Your instructions — List every line in this data where the string "tokio" occurs.

Saved entries:

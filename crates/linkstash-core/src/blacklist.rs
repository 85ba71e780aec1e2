use url::Url;

/// Domain substrings whose hosts are rejected on add.
///
/// Matching is a case-insensitive substring test against the URL host, so an
/// entry `google.com` also rejects `maps.google.com`. Entries are stored
/// trimmed and lowercased. Hosts are compared as submitted; punycode/IDN
/// forms are not normalized.
#[derive(Debug, Clone, Default, PartialEq)]
pub struct Blacklist {
    domains: Vec<String>,
}

impl Blacklist {
    pub fn new<I, S>(domains: I) -> Self
    where
        I: IntoIterator<Item = S>,
        S: AsRef<str>,
    {
        let domains = domains
            .into_iter()
            .map(|d| d.as_ref().trim().to_lowercase())
            .filter(|d| !d.is_empty())
            .collect();
        Self { domains }
    }

    /// Parses the blacklist file format: one domain per line, `#` starts a
    /// comment, blank lines are skipped.
    pub fn parse(text: &str) -> Self {
        Self::new(
            text.lines()
                .map(|line| line.split('#').next().unwrap_or_default()),
        )
    }

    /// True when the URL host contains any configured domain.
    pub fn is_blacklisted(&self, url: &Url) -> bool {
        let Some(host) = url.host_str() else {
            return false;
        };
        let host = host.to_lowercase();
        self.domains.iter().any(|domain| host.contains(domain.as_str()))
    }

    pub fn is_empty(&self) -> bool {
        self.domains.is_empty()
    }

    pub fn len(&self) -> usize {
        self.domains.len()
    }
}

#[cfg(test)]
mod tests {
    use super::*;

    fn url(s: &str) -> Url {
        Url::parse(s).unwrap()
    }

    #[test]
    fn matches_host_substring_case_insensitively() {
        let blacklist = Blacklist::new(["google.com"]);
        assert!(blacklist.is_blacklisted(&url("https://MAPS.Google.com/x")));
        assert!(blacklist.is_blacklisted(&url("http://google.com")));
        assert!(!blacklist.is_blacklisted(&url("https://example.com/google.com")));
    }

    #[test]
    fn path_and_scheme_do_not_matter() {
        let blacklist = Blacklist::new(["google.com"]);
        assert!(blacklist.is_blacklisted(&url("ftp://files.google.com/a/b?c=d")));
        assert!(!blacklist.is_blacklisted(&url("https://example.com/?q=google.com")));
    }

    #[test]
    fn empty_blacklist_rejects_nothing() {
        let blacklist = Blacklist::default();
        assert!(!blacklist.is_blacklisted(&url("https://google.com")));
        assert!(blacklist.is_empty());
    }

    #[test]
    fn parse_skips_comments_and_blanks() {
        let blacklist = Blacklist::parse("google.com\n# tracker hosts\n\n  Example.ORG  # inline\n");
        assert_eq!(blacklist.len(), 2);
        assert!(blacklist.is_blacklisted(&url("https://www.example.org")));
        assert!(!blacklist.is_blacklisted(&url("https://tracker.net")));
    }
}
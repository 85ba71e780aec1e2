//! Abuse controls for the linkstash gateway: the per-client rate limiter
//! and the intrusion log.

pub mod error;
pub mod intrusion;
pub mod limiter;

pub use error::{GuardError, Result};
pub use intrusion::{IntrusionAttempt, IntrusionLog, IntrusionRecord};
pub use limiter::{RateLimitConfig, RateLimitCounter, RateLimiter};
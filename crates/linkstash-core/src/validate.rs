use crate::error::StoreError;
use url::Url;

/// Maximum accepted URL length in bytes.
pub const MAX_URL_LENGTH: usize = 2048;

/// Validates a submitted URL: parseable as an absolute URL with a host,
/// bounded length.
pub fn validate_url(raw: &str) -> Result<Url, StoreError> {
    if raw.is_empty() {
        return Err(StoreError::InvalidInput("url cannot be empty".to_string()));
    }
    if raw.len() > MAX_URL_LENGTH {
        return Err(StoreError::InvalidInput(format!(
            "url exceeds {} bytes",
            MAX_URL_LENGTH
        )));
    }
    let parsed =
        Url::parse(raw).map_err(|e| StoreError::InvalidInput(format!("malformed url: {}", e)))?;
    if parsed.host_str().is_none() {
        return Err(StoreError::InvalidInput(format!(
            "url must have a host: {}",
            raw
        )));
    }
    Ok(parsed)
}

/// Sanitizes a submitted title: trims it, escapes HTML metacharacters, and
/// enforces the length cap on the escaped form.
pub fn sanitize_title(raw: &str, max_length: usize) -> Result<String, StoreError> {
    let escaped = escape_html(raw.trim());
    if escaped.is_empty() {
        return Err(StoreError::InvalidInput(
            "title cannot be empty".to_string(),
        ));
    }
    if escaped.chars().count() > max_length {
        return Err(StoreError::InvalidInput(format!(
            "title exceeds {} characters",
            max_length
        )));
    }
    Ok(escaped)
}

/// HTML-escapes `&`, `<`, `>`, `"` and `'`; control characters are dropped.
fn escape_html(input: &str) -> String {
    let mut out = String::with_capacity(input.len());
    for c in input.chars() {
        match c {
            '&' => out.push_str("&amp;"),
            '<' => out.push_str("&lt;"),
            '>' => out.push_str("&gt;"),
            '"' => out.push_str("&quot;"),
            '\'' => out.push_str("&#039;"),
            c if c.is_control() => {}
            c => out.push(c),
        }
    }
    out
}
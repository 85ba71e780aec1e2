use anyhow::Context;
use clap::Parser;
use linkstash_cache::{FileCacheConfig, FileSnapshotCache};
use linkstash_core::{Blacklist, Clock, Notifier, SystemClock};
use linkstash_gateway::app::App;
use linkstash_gateway::cli::Cli;
use linkstash_gateway::notify::FileExportNotifier;
use linkstash_gateway::state::AppState;
use linkstash_guard::{IntrusionLog, RateLimitConfig, RateLimiter};
use linkstash_store::{FavoritesStore, FileLock, StoreConfig};
use std::io::ErrorKind;
use std::net::SocketAddr;
use std::sync::Arc;
use std::time::Duration;
use tracing::info;

#[tokio::main]
async fn main() -> anyhow::Result<()> {
    tracing_subscriber::fmt::init();

    let cli = Cli::parse();
    let clock: Arc<dyn Clock> = Arc::new(SystemClock);

    let cache = Arc::new(
        FileSnapshotCache::new(
            FileCacheConfig::builder()
                .dir(cli.data_dir.join("cache"))
                .ttl(Duration::from_secs(cli.cache_ttl_secs))
                .build(),
        )
        .await
        .context("initialize snapshot cache")?,
    );

    let lock = Arc::new(FileLock::new(
        cli.data_dir.join("favorites.lock"),
        Duration::from_secs(cli.lock_timeout_secs),
    ));

    let store = Arc::new(
        FavoritesStore::new(
            StoreConfig::builder()
                .path(cli.data_dir.join("favorites.json"))
                .max_title_length(cli.max_title_length)
                .retention_days(cli.retention_days)
                .grace_days(cli.grace_days)
                .build(),
            lock,
            Arc::clone(&cache),
            Arc::clone(&clock),
        )
        .await
        .context("open favorites store")?,
    );

    let guard_dir = cli.data_dir.join("guard");
    let limiter = Arc::new(
        RateLimiter::new(
            RateLimitConfig::builder()
                .dir(guard_dir.clone())
                .max_requests(cli.max_requests_per_minute)
                .window_secs(60)
                .build(),
            Arc::clone(&clock),
        )
        .await
        .context("initialize rate limiter")?,
    );
    let proxy_limiter = Arc::new(
        RateLimiter::new(
            RateLimitConfig::builder()
                .dir(guard_dir.join("proxy"))
                .max_requests(cli.proxy_max_requests)
                .window_secs(120)
                .build(),
            Arc::clone(&clock),
        )
        .await
        .context("initialize proxy rate limiter")?,
    );

    let intrusion_log = Arc::new(
        IntrusionLog::new(cli.data_dir.join("intruder.json"), Arc::clone(&clock))
            .await
            .context("open intrusion log")?,
    );

    let blacklist_path = cli.data_dir.join("blacklist.txt");
    let blacklist = match tokio::fs::read_to_string(&blacklist_path).await {
        Ok(text) => Blacklist::parse(&text),
        Err(e) if e.kind() == ErrorKind::NotFound => Blacklist::default(),
        Err(e) => {
            return Err(e).context(format!("read blacklist {}", blacklist_path.display()));
        }
    };

    let notifier: Arc<dyn Notifier> =
        Arc::new(FileExportNotifier::new(cli.data_dir.join("backups")).await?);

    let state = AppState {
        store,
        cache,
        limiter,
        proxy_limiter,
        intrusion_log,
        blacklist: Arc::new(blacklist),
        notifier,
        secret: Arc::from(cli.secret.as_str()),
        page_size: cli.max_links_per_page,
        data_dir: cli.data_dir.clone(),
    };

    info!(
        listen_addr = %cli.listen_addr,
        data_dir = %cli.data_dir.display(),
        "starting linkstash gateway"
    );

    let listener = tokio::net::TcpListener::bind(cli.listen_addr)
        .await
        .context("bind listen address")?;
    axum::serve(
        listener,
        App::router(state).into_make_service_with_connect_info::<SocketAddr>(),
    )
    .await
    .context("serve")?;

    Ok(())
}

Finished task —
#[tokio::main]
    let blacklist = match tokio::fs::read_to_string(&blacklist_path).await {
    let listener = tokio::net::TcpListener::bind(cli.listen_addr)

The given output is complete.